Avec ce nouveau rapport, le Costa Rica accumule cette année trois cas confirmés de variole du singe. Le premier correspond à un homme de 52 ans, résidant dans la province de San José, tandis que le second a été identifié chez un homme de 27 ans, résidant également dans cette province. Les deux patients restent dans un état de santé stable, selon le dernier rapport officiel.

Face à cette situation, le ministère de la Santé maintient une surveillance épidémiologique active en coordination avec la Caisse costaricienne de sécurité sociale (CCSS) et l'INCIENSA.

Les institutions mènent des enquêtes pour identifier la source de l'infection, localiser et suivre les personnes qui pourraient avoir été en contact avec des cas confirmés et appliquer les mesures nécessaires pour empêcher une nouvelle propagation du virus.

Les autorités ont déterminé que ce nouveau cas avait une relation épidémiologique avec la deuxième infection confirmée cette année. REUTERS/Dado Ruvic/Illustration/Photo d'archives

Les autorités ont rappelé que le Monkeypox est une maladie virale dont la principale voie de transmission est le contact physique étroit avec une personne infectée. Cela inclut le contact direct avec des lésions cutanées, des fluides corporels, des sécrétions respiratoires lors d'un contact prolongé, ainsi que le partage d'objets contaminés tels que la literie, les serviettes ou les ustensiles personnels.

Dans le cadre des actions préventives, le Ministère a réitéré une série de recommandations à destination de la population. Il s’agit notamment d’éviter tout contact physique étroit, y compris tout contact sexuel, avec des personnes présentant des lésions compatibles avec la maladie ou ayant un diagnostic confirmé de mpox. De même, il a été conseillé de ne pas partager d’objets personnels avec des personnes malades et de se laver fréquemment les mains avec de l’eau et du savon ou des solutions à base d’alcool.

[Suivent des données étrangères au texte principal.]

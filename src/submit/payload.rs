//! Typed payloads handed to the save collaborator

use crate::state::{FormError, ImageRef};
use chrono::{DateTime, Utc};
use serde::{Deserialize, Serialize};
use thiserror::Error;
use uuid::Uuid;

/// Sign-in credentials. The password never leaves the process in serialized form.
#[derive(Clone, PartialEq, Serialize, Deserialize)]
pub struct Credentials {
    pub account: String,
    #[serde(skip)]
    pub password: String,
    /// Keep the session after the app exits
    pub remember: bool,
}

impl std::fmt::Debug for Credentials {
    fn fmt(&self, f: &mut std::fmt::Formatter<'_>) -> std::fmt::Result {
        f.debug_struct("Credentials")
            .field("account", &self.account)
            .field("password", &"<redacted>")
            .field("remember", &self.remember)
            .finish()
    }
}

#[derive(Debug, Clone, PartialEq, Serialize, Deserialize)]
#[serde(rename_all = "camelCase")]
pub struct ProductPayload {
    pub product_name: String,
    pub sku: String,
    pub category: String,
    pub description: String,
    pub images: Vec<ImageRef>,
    pub tags: Vec<String>,
    pub price: f64,
    pub stock_quantity: u32,
}

#[derive(Debug, Clone, PartialEq, Serialize, Deserialize)]
#[serde(tag = "kind", rename_all = "snake_case")]
pub enum Payload {
    SignIn(Credentials),
    Product(ProductPayload),
}

impl Payload {
    pub fn kind(&self) -> &'static str {
        match self {
            Payload::SignIn(_) => "sign_in",
            Payload::Product(_) => "product",
        }
    }
}

/// A validated form coerced for saving
#[derive(Debug, Clone, PartialEq, Serialize, Deserialize)]
pub struct Submission {
    /// Identifies this attempt; a retry of the same values gets a new key
    pub idempotency_key: Uuid,
    pub submitted_at: DateTime<Utc>,
    #[serde(flatten)]
    pub payload: Payload,
}

impl Submission {
    pub fn new(payload: Payload) -> Self {
        Self {
            idempotency_key: Uuid::new_v4(),
            submitted_at: Utc::now(),
            payload,
        }
    }
}

/// Coercion failures after validation passed
#[derive(Debug, Clone, PartialEq, Error)]
pub enum PayloadError {
    #[error("`{0}` has no value")]
    Missing(&'static str),
    #[error("`{field}` must be a whole non-negative number, got {value}")]
    NotACount { field: &'static str, value: f64 },
    #[error(transparent)]
    Form(#[from] FormError),
}
impl FormSession {
    pub fn new(schema: &'static Schema) -> Self {
        let defaults = schema.default_form();
        let errors = validate_form(schema, &defaults);
        let id = Uuid::new_v4();
        tracing::debug!(form = schema.id, session = %id, "form session created");
        Self {
            id,
            schema,
            values: defaults.clone(),
            defaults,
            errors,
            touched: BTreeSet::new(),
            submit_attempted: false,
            subscriptions: Vec::new(),
        }
    }

    pub fn id(&self) -> Uuid {
        self.id
    }

    pub fn schema(&self) -> &'static Schema {
        self.schema
    }

    pub fn values(&self) -> &FormValue {
        &self.values
    }

    pub fn value(&self, name: &str) -> Option<&Value> {
        self.values.get(name)
    }

    /// Replace a field's value. The value must have the shape the field's kind stores.
    pub fn set_value(&mut self, name: &str, value: Value) -> Result<(), FormError> {
        let kind = self.kind_of(name)?;
        if !kind.accepts(&value) {
            let expected = kind.default_value().kind_name();
            return Err(FormError::mismatch(name, expected, &value));
        }
        self.mutate(name, |slot| {
            *slot = value;
            Ok(())
        })
    }

    /// Apply raw text input, coerced by the field's declared kind.
    ///
    /// Numeric fields store `None` for empty or unparsable input, never zero.
    pub fn input_text(&mut self, name: &str, raw: &str) -> Result<(), FormError> {
        let value = match self.kind_of(name)? {
            FieldKind::Numeric => Value::Number(parse_number(raw)),
            _ => Value::Text(raw.to_string()),
        };
        self.set_value(name, value)
    }

    /// Append an image to an image-list field
    pub fn append_image(&mut self, name: &str, image: ImageRef) -> Result<Uuid, FormError> {
        self.mutate(name, |slot| match slot {
            Value::Images(list) => list
                .append(image)
                .map_err(|err| FormError::from_list(name, err)),
            other => Err(FormError::mismatch(name, "image list", other)),
        })
    }

    /// Remove the image at `index`, shifting later images down
    pub fn remove_image_at(&mut self, name: &str, index: usize) -> Result<ImageRef, FormError> {
        self.mutate(name, |slot| match slot {
            Value::Images(list) => list
                .remove_at(index)
                .map_err(|err| FormError::from_list(name, err)),
            other => Err(FormError::mismatch(name, "image list", other)),
        })
    }

    /// Toggle membership of `tag`. Returns whether it is selected afterwards.
    pub fn toggle_tag(&mut self, name: &str, tag: &str) -> Result<bool, FormError> {
        if let FieldKind::Tags(options) = self.kind_of(name)? {
            if !options.iter().any(|o| *o == tag) {
                return Err(FormError::KindMismatch {
                    field: name.to_string(),
                    expected: "known tag",
                    found: "unknown tag",
                });
            }
        }
        self.mutate(name, |slot| match slot {
            Value::Tags(set) => Ok(set.toggle(tag)),
            other => Err(FormError::mismatch(name, "tag set", other)),
        })
    }

    /// Register a callback run after every mutation affecting `name`.
    /// Callbacks live as long as the session.
    pub fn subscribe(
        &mut self,
        name: &str,
        callback: impl FnMut(&FieldView<'_>) + 'static,
    ) -> Result<(), FormError> {
        self.kind_of(name)?;
        self.subscriptions.push(Subscription {
            field: name.to_string(),
            callback: Box::new(callback),
        });
        Ok(())
    }

    pub fn touched(&self, name: &str) -> bool {
        self.submit_attempted || self.touched.contains(name)
    }

    /// Whether the field differs from its default
    pub fn dirty(&self, name: &str) -> bool {
        self.values.get(name) != self.defaults.get(name)
    }

    pub fn is_dirty(&self) -> bool {
        self.schema.fields().iter().any(|f| self.dirty(f.name))
    }

    pub fn submit_attempted(&self) -> bool {
        self.submit_attempted
    }

    /// Current derived error, whether or not it is displayed yet
    pub fn error(&self, name: &str) -> Option<&FieldError> {
        self.errors.get(name)
    }

    /// Error to display: only once the field was touched or a submit was attempted
    pub fn visible_error(&self, name: &str) -> Option<&FieldError> {
        self.error(name).filter(|_| self.touched(name))
    }

    pub fn errors(&self) -> &FieldErrors {
        &self.errors
    }

    pub fn is_valid(&self) -> bool {
        self.errors.is_empty()
    }

    pub fn field_view<'a>(&'a self, name: &'a str) -> Option<FieldView<'a>> {
        let value = self.values.get(name)?;
        Some(FieldView {
            name,
            value,
            error: self.visible_error(name),
            touched: self.touched(name),
        })
    }

    /// Record a submit attempt: every field counts as touched from now on
    pub fn mark_submit_attempted(&mut self) {
        if self.submit_attempted {
            return;
        }
        self.submit_attempted = true;
        let names: Vec<&'static str> = self.schema.fields().iter().map(|f| f.name).collect();
        self.notify(&names);
    }

    /// Restore defaults and forget touched state; subscriptions are kept
    pub fn reset(&mut self) {
        self.values = self.defaults.clone();
        self.errors = validate_form(self.schema, &self.values);
        self.touched.clear();
        self.submit_attempted = false;
        tracing::debug!(form = self.schema.id, session = %self.id, "form reset");
        let names: Vec<&'static str> = self.schema.fields().iter().map(|f| f.name).collect();
        self.notify(&names);
    }

    fn kind_of(&self, name: &str) -> Result<FieldKind, FormError> {
        self.schema
            .field(name)
            .map(|f| f.kind)
            .ok_or_else(|| FormError::UnknownField(name.to_string()))
    }

    /// Apply `edit` to the field's slot. On error the slot must be untouched.
    fn mutate<R>(
        &mut self,
        name: &str,
        edit: impl FnOnce(&mut Value) -> Result<R, FormError>,
    ) -> Result<R, FormError> {
        let slot = self
            .values
            .get_mut(name)
            .ok_or_else(|| FormError::UnknownField(name.to_string()))?;
        let result = edit(slot)?;

        self.touched.insert(name.to_string());
        let errors = validate_form(self.schema, &self.values);
        let mut affected: Vec<&str> = vec![name];
        for spec in self.schema.fields() {
            if spec.name != name && errors.get(spec.name) != self.errors.get(spec.name) {
                affected.push(spec.name);
            }
        }
        self.errors = errors;

        tracing::debug!(
            form = self.schema.id,
            field = name,
            error = self.errors.get(name).map(|e| e.message.as_str()),
            "field updated"
        );

        self.notify(&affected);
        Ok(result)
    }

    fn notify<S: AsRef<str>>(&mut self, names: &[S]) {
        let Self {
            subscriptions,
            values,
            errors,
            touched,
            submit_attempted,
            ..
        } = self;
        for name in names {
            let name = name.as_ref();
            let Some(value) = values.get(name) else {
                continue;
            };
            let is_touched = *submit_attempted || touched.contains(name);
            let view = FieldView {
                name,
                value,
                error: if is_touched { errors.get(name) } else { None },
                touched: is_touched,
            };
            for sub in subscriptions.iter_mut().filter(|s| s.field == name) {
                (sub.callback)(&view);
            }
        }
    }
}

fn parse_number(raw: &str) -> Option<f64> {
    raw.trim().parse::<f64>().ok().filter(|n| n.is_finite())
}

impl fmt::Debug for FormSession {
    fn fmt(&self, f: &mut fmt::Formatter<'_>) -> fmt::Result {
        f.debug_struct("FormSession")
            .field("id", &self.id)
            .field("schema", &self.schema.id)
            .field("values", &self.values)
            .field("errors", &self.errors)
            .field("touched", &self.touched)
            .field("submit_attempted", &self.submit_attempted)
            .field("subscriptions", &self.subscriptions.len())
            .finish()
    }
}
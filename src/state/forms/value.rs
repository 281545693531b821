//! Field values and the per-form value map

use super::error::FormError;
use super::list_field::{BoundedList, ImageRef, ToggleSet};
use std::collections::BTreeMap;

/// Current value of a single field
#[derive(Debug, Clone, PartialEq)]
pub enum Value {
    Text(String),
    /// `None` means the user has not entered a number
    Number(Option<f64>),
    Bool(bool),
    Tags(ToggleSet),
    Images(BoundedList<ImageRef>),
}

impl Value {
    /// Short name of the variant, used in error messages
    pub fn kind_name(&self) -> &'static str {
        match self {
            Value::Text(_) => "text",
            Value::Number(_) => "number",
            Value::Bool(_) => "flag",
            Value::Tags(_) => "tag set",
            Value::Images(_) => "image list",
        }
    }
}

/// Mapping from field name to current value
#[derive(Debug, Clone, PartialEq, Default)]
pub struct FormValue {
    values: BTreeMap<String, Value>,
}

impl FormValue {
    pub fn insert(&mut self, name: impl Into<String>, value: Value) -> Option<Value> {
        self.values.insert(name.into(), value)
    }

    pub fn get(&self, name: &str) -> Option<&Value> {
        self.values.get(name)
    }

    pub fn get_mut(&mut self, name: &str) -> Option<&mut Value> {
        self.values.get_mut(name)
    }

    fn require(&self, name: &str) -> Result<&Value, FormError> {
        self.get(name)
            .ok_or_else(|| FormError::UnknownField(name.to_string()))
    }

    pub fn text(&self, name: &str) -> Result<&str, FormError> {
        match self.require(name)? {
            Value::Text(s) => Ok(s),
            other => Err(FormError::mismatch(name, "text", other)),
        }
    }

    pub fn number(&self, name: &str) -> Result<Option<f64>, FormError> {
        match self.require(name)? {
            Value::Number(n) => Ok(*n),
            other => Err(FormError::mismatch(name, "number", other)),
        }
    }

    pub fn flag(&self, name: &str) -> Result<bool, FormError> {
        match self.require(name)? {
            Value::Bool(b) => Ok(*b),
            other => Err(FormError::mismatch(name, "flag", other)),
        }
    }

    pub fn tags(&self, name: &str) -> Result<&ToggleSet, FormError> {
        match self.require(name)? {
            Value::Tags(set) => Ok(set),
            other => Err(FormError::mismatch(name, "tag set", other)),
        }
    }

    pub fn images(&self, name: &str) -> Result<&BoundedList<ImageRef>, FormError> {
        match self.require(name)? {
            Value::Images(list) => Ok(list),
            other => Err(FormError::mismatch(name, "image list", other)),
        }
    }
}

#[cfg(test)]
mod tests {
    use super::*;

    #[test]
    fn test_typed_accessors() {
        let mut form = FormValue::default();
        form.insert("name", Value::Text("Tee".into()));
        form.insert("price", Value::Number(Some(1.0)));
        assert_eq!(form.text("name"), Ok("Tee"));
        assert_eq!(form.number("price"), Ok(Some(1.0)));
    }

    #[test]
    fn test_accessor_kind_mismatch() {
        let mut form = FormValue::default();
        form.insert("price", Value::Number(None));
        assert_eq!(
            form.text("price"),
            Err(FormError::KindMismatch {
                field: "price".to_string(),
                expected: "text",
                found: "number",
            })
        );
    }

    #[test]
    fn test_accessor_unknown_field() {
        let form = FormValue::default();
        assert_eq!(
            form.tags("tags").err(),
            Some(FormError::UnknownField("tags".to_string()))
        );
    }
}
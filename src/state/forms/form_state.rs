//! Screen forms: focus order, edit buffers and the session behind them

use super::error::FormError;
use super::field::FormField;
use super::list_field::ImageRef;
use super::session::FormSession;
use super::value::Value;
use crate::schema::{
    product, LoginVariant, CATEGORIES, FIELD_CATEGORY, FIELD_DESCRIPTION, FIELD_IMAGES,
    FIELD_PASSWORD, FIELD_PRICE, FIELD_PRODUCT_NAME, FIELD_REMEMBER, FIELD_SKU,
    FIELD_STOCK_QUANTITY, FIELD_TAGS, TAGS,
};
use std::cell::Cell;
use std::rc::Rc;
use uuid::Uuid;

/// Trait for common form operations
pub trait Form {
    fn field_count(&self) -> usize;
    fn active_field(&self) -> usize;
    fn set_active_field(&mut self, index: usize);
    fn next_field(&mut self) {
        let count = self.field_count();
        let current = self.active_field();
        self.set_active_field((current + 1) % count);
    }
    fn prev_field(&mut self) {
        let count = self.field_count();
        let current = self.active_field();
        if current == 0 {
            self.set_active_field(count - 1);
        } else {
            self.set_active_field(current - 1);
        }
    }
    /// Edit buffer of the focused control, if it takes typed input
    fn get_active_field_mut(&mut self) -> Option<&mut FormField>;
    fn get_field(&self, index: usize) -> Option<&FormField>;
    fn session(&self) -> &FormSession;
    fn session_mut(&mut self) -> &mut FormSession;
    /// Whether focus is on the submit button
    fn is_submit_active(&self) -> bool {
        self.active_field() + 1 == self.field_count()
    }
}

/// Push typed input from the focused buffer into the session
fn sync_active(form: &mut impl Form) -> Result<(), FormError> {
    let Some(field) = form.get_active_field_mut() else {
        return Ok(());
    };
    let (name, raw) = (field.name, field.as_text().to_string());
    form.session_mut().input_text(name, &raw)
}

/// Enum representing all possible form states
#[derive(Debug)]
pub enum FormState {
    Login(LoginForm),
    Product(ProductForm),
}

impl FormState {
    fn form(&self) -> &dyn Form {
        match self {
            FormState::Login(f) => f,
            FormState::Product(f) => f,
        }
    }

    fn form_mut(&mut self) -> &mut dyn Form {
        match self {
            FormState::Login(f) => f,
            FormState::Product(f) => f,
        }
    }

    pub fn next_field(&mut self) {
        self.form_mut().next_field();
    }

    pub fn prev_field(&mut self) {
        self.form_mut().prev_field();
    }

    pub fn session(&self) -> &FormSession {
        self.form().session()
    }

    pub fn session_mut(&mut self) -> &mut FormSession {
        self.form_mut().session_mut()
    }

    pub fn is_submit_active(&self) -> bool {
        self.form().is_submit_active()
    }

    /// Whether the focused control takes typed characters
    pub fn is_text_active(&self) -> bool {
        let form = self.form();
        form.get_field(form.active_field()).is_some()
    }

    pub fn is_active_field_multiline(&self) -> bool {
        let form = self.form();
        form.get_field(form.active_field())
            .is_some_and(|f| f.is_multiline)
    }

    /// Type a character into the focused input. Rejected characters are dropped.
    pub fn input_char(&mut self, c: char) -> Result<(), FormError> {
        match self {
            FormState::Login(f) => input_char(f, c),
            FormState::Product(f) => input_char(f, c),
        }
    }

    pub fn backspace(&mut self) -> Result<(), FormError> {
        match self {
            FormState::Login(f) => backspace(f),
            FormState::Product(f) => backspace(f),
        }
    }
}

fn input_char(form: &mut impl Form, c: char) -> Result<(), FormError> {
    let changed = form
        .get_active_field_mut()
        .is_some_and(|field| field.push_char(c));
    if changed {
        sync_active(form)
    } else {
        Ok(())
    }
}

fn backspace(form: &mut impl Form) -> Result<(), FormError> {
    let changed = form
        .get_active_field_mut()
        .is_some_and(|field| field.pop_char());
    if changed {
        sync_active(form)
    } else {
        Ok(())
    }
}

/// Focus slot of the "keep me signed in" checkbox
const REMEMBER_SLOT: usize = 2;

/// Sign-in screen: identifier, password, remember checkbox, submit button
#[derive(Debug)]
pub struct LoginForm {
    pub variant: LoginVariant,
    pub session: FormSession,
    pub identifier: FormField,
    pub password: FormField,
    pub active_field_index: usize,
}

impl LoginForm {
    pub fn new(variant: LoginVariant) -> Self {
        let schema = variant.schema();
        let field = |name: &'static str| {
            schema
                .field(name)
                .and_then(FormField::from_spec)
                .unwrap_or_else(|| FormField::text(name, name, false))
        };
        let identifier = field(variant.identifier_field());
        let password = field(FIELD_PASSWORD);
        Self {
            variant,
            session: FormSession::new(schema),
            identifier,
            password,
            active_field_index: 0,
        }
    }

    pub fn remember(&self) -> bool {
        self.session.values().flag(FIELD_REMEMBER).unwrap_or(false)
    }

    pub fn is_remember_active(&self) -> bool {
        self.active_field_index == REMEMBER_SLOT
    }

    /// Flip the checkbox through the session so it is validated and tracked
    pub fn toggle_remember(&mut self) -> Result<(), FormError> {
        let next = !self.remember();
        self.session.set_value(FIELD_REMEMBER, Value::Bool(next))
    }
}

impl Form for LoginForm {
    fn field_count(&self) -> usize {
        4 // identifier, password, remember, submit
    }
    fn active_field(&self) -> usize {
        self.active_field_index
    }
    fn set_active_field(&mut self, index: usize) {
        self.active_field_index = index.min(self.field_count() - 1);
    }
    fn get_active_field_mut(&mut self) -> Option<&mut FormField> {
        match self.active_field_index {
            0 => Some(&mut self.identifier),
            1 => Some(&mut self.password),
            _ => None,
        }
    }
    fn get_field(&self, index: usize) -> Option<&FormField> {
        match index {
            0 => Some(&self.identifier),
            1 => Some(&self.password),
            _ => None,
        }
    }
    fn session(&self) -> &FormSession {
        &self.session
    }
    fn session_mut(&mut self) -> &mut FormSession {
        &mut self.session
    }
}

/// Controls of the product screen in focus order
#[derive(Debug, Clone, Copy, PartialEq, Eq)]
pub enum ProductControl {
    ProductName,
    Sku,
    Category,
    Description,
    Images,
    Tags,
    Price,
    StockQuantity,
    Submit,
}

impl ProductControl {
    pub const ALL: [ProductControl; 9] = [
        ProductControl::ProductName,
        ProductControl::Sku,
        ProductControl::Category,
        ProductControl::Description,
        ProductControl::Images,
        ProductControl::Tags,
        ProductControl::Price,
        ProductControl::StockQuantity,
        ProductControl::Submit,
    ];
}

/// Product entry screen
#[derive(Debug)]
pub struct ProductForm {
    pub session: FormSession,
    pub product_name: FormField,
    pub sku: FormField,
    pub description: FormField,
    pub price: FormField,
    pub stock_quantity: FormField,
    pub category_cursor: usize,
    pub tag_cursor: usize,
    /// Selected image; kept in range by a subscription on the image list
    image_cursor: Rc<Cell<usize>>,
    pub active_field_index: usize,
}

impl ProductForm {
    pub fn new() -> Self {
        let schema = product();
        let input = |name: &'static str| {
            schema
                .field(name)
                .and_then(FormField::from_spec)
                .unwrap_or_else(|| FormField::text(name, name, false))
        };
        let mut session = FormSession::new(schema);
        let image_cursor = Rc::new(Cell::new(0));
        let cursor = Rc::clone(&image_cursor);
        let subscribed = session.subscribe(FIELD_IMAGES, move |view| {
            if let Value::Images(list) = view.value {
                cursor.set(cursor.get().min(list.len().saturating_sub(1)));
            }
        });
        debug_assert!(subscribed.is_ok(), "product schema must declare {FIELD_IMAGES}");

        Self {
            product_name: input(FIELD_PRODUCT_NAME),
            sku: input(FIELD_SKU),
            description: input(FIELD_DESCRIPTION),
            price: input(FIELD_PRICE),
            stock_quantity: input(FIELD_STOCK_QUANTITY),
            session,
            category_cursor: 0,
            tag_cursor: 0,
            image_cursor,
            active_field_index: 0,
        }
    }

    pub fn active_control(&self) -> ProductControl {
        ProductControl::ALL[self.active_field_index.min(ProductControl::ALL.len() - 1)]
    }

    pub fn image_cursor(&self) -> usize {
        self.image_cursor.get()
    }

    pub fn image_count(&self) -> usize {
        self.session
            .values()
            .images(FIELD_IMAGES)
            .map(|list| list.len())
            .unwrap_or(0)
    }

    /// Move the cursor of the focused chooser
    pub fn move_cursor(&mut self, forward: bool) {
        let step = |cursor: usize, len: usize| match (len, forward) {
            (0, _) => 0,
            (_, true) => (cursor + 1) % len,
            (_, false) => (cursor + len - 1) % len,
        };
        match self.active_control() {
            ProductControl::Category => {
                self.category_cursor = step(self.category_cursor, CATEGORIES.len())
            }
            ProductControl::Tags => self.tag_cursor = step(self.tag_cursor, TAGS.len()),
            ProductControl::Images => {
                let next = step(self.image_cursor.get(), self.image_count());
                self.image_cursor.set(next);
            }
            _ => {}
        }
    }

    /// Enter/Space on the focused chooser: pick the category or toggle the tag
    pub fn activate(&mut self) -> Result<(), FormError> {
        match self.active_control() {
            ProductControl::Category => {
                let category = CATEGORIES[self.category_cursor % CATEGORIES.len()];
                self.session
                    .set_value(FIELD_CATEGORY, Value::Text(category.to_string()))
            }
            ProductControl::Tags => {
                let tag = TAGS[self.tag_cursor % TAGS.len()];
                self.session.toggle_tag(FIELD_TAGS, tag).map(|_| ())
            }
            _ => Ok(()),
        }
    }

    /// Append an image and select it
    pub fn append_image(&mut self, image: ImageRef) -> Result<Uuid, FormError> {
        let id = self.session.append_image(FIELD_IMAGES, image)?;
        self.image_cursor.set(self.image_count().saturating_sub(1));
        Ok(id)
    }

    /// Remove the selected image
    pub fn remove_selected_image(&mut self) -> Result<ImageRef, FormError> {
        self.session
            .remove_image_at(FIELD_IMAGES, self.image_cursor.get())
    }

    /// Clear inputs and restore the session defaults
    pub fn reset(&mut self) {
        for field in [
            &mut self.product_name,
            &mut self.sku,
            &mut self.description,
            &mut self.price,
            &mut self.stock_quantity,
        ] {
            field.clear();
        }
        self.category_cursor = 0;
        self.tag_cursor = 0;
        self.active_field_index = 0;
        self.session.reset();
    }
}

impl Default for ProductForm {
    fn default() -> Self {
        Self::new()
    }
}

impl Form for ProductForm {
    fn field_count(&self) -> usize {
        ProductControl::ALL.len()
    }
    fn active_field(&self) -> usize {
        self.active_field_index
    }
    fn set_active_field(&mut self, index: usize) {
        self.active_field_index = index.min(ProductControl::ALL.len() - 1);
    }
    fn get_active_field_mut(&mut self) -> Option<&mut FormField> {
        match self.active_control() {
            ProductControl::ProductName => Some(&mut self.product_name),
            ProductControl::Sku => Some(&mut self.sku),
            ProductControl::Description => Some(&mut self.description),
            ProductControl::Price => Some(&mut self.price),
            ProductControl::StockQuantity => Some(&mut self.stock_quantity),
            _ => None,
        }
    }
    fn get_field(&self, index: usize) -> Option<&FormField> {
        match ProductControl::ALL.get(index)? {
            ProductControl::ProductName => Some(&self.product_name),
            ProductControl::Sku => Some(&self.sku),
            ProductControl::Description => Some(&self.description),
            ProductControl::Price => Some(&self.price),
            ProductControl::StockQuantity => Some(&self.stock_quantity),
            _ => None,
        }
    }
    fn session(&self) -> &FormSession {
        &self.session
    }
    fn session_mut(&mut self) -> &mut FormSession {
        &mut self.session
    }
}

L'institution a également appelé toute personne présentant des symptômes compatibles avec la maladie à se rendre dans les meilleurs délais à l'établissement de santé le plus proche. Parmi les signes avant-coureurs figurent des lésions cutanées s’apparentant à des boutons ou des ampoules, de la fièvre, des maux de tête, des ganglions enflés, des douleurs musculaires et un malaise général.

L'objectif d'une consultation précoce, ont expliqué les autorités, est de faciliter un diagnostic rapide, d'initier le suivi correspondant et de réduire le risque de transmission à d'autres personnes grâce à l'isolement et à la recherche des contacts.

Outre le volet santé, le ministère de la Santé a insisté sur l'importance d'éviter la stigmatisation des personnes diagnostiquées avec la maladie. L'institution a demandé aux citoyens d'agir avec responsabilité, respect et empathie envers les patients, leurs familles et les personnes identifiées comme contacts étroits.

        Salud, le CCSS et INCIENSA maintiennent la recherche des contacts pour éviter de nouvelles chaînes de transmission. Source : Télética

Comme l'a souligné le ministère, la maladie ne doit pas devenir un motif de discrimination ou une raison de divulguer les informations personnelles des personnes touchées.

La protection de la confidentialité des patients encourage davantage de personnes à consulter à temps lorsqu’elles présentent des symptômes, renforce les enquêtes épidémiologiques et facilite l’interruption des chaînes de transmission.

Les autorités ont réitéré que la surveillance épidémiologique reste active sur tout le territoire national et ont assuré qu'elles continueront à informer la population de toute mise à jour liée à de nouveaux cas ou à des changements dans la situation virale à travers les canaux officiels du ministère de la Santé.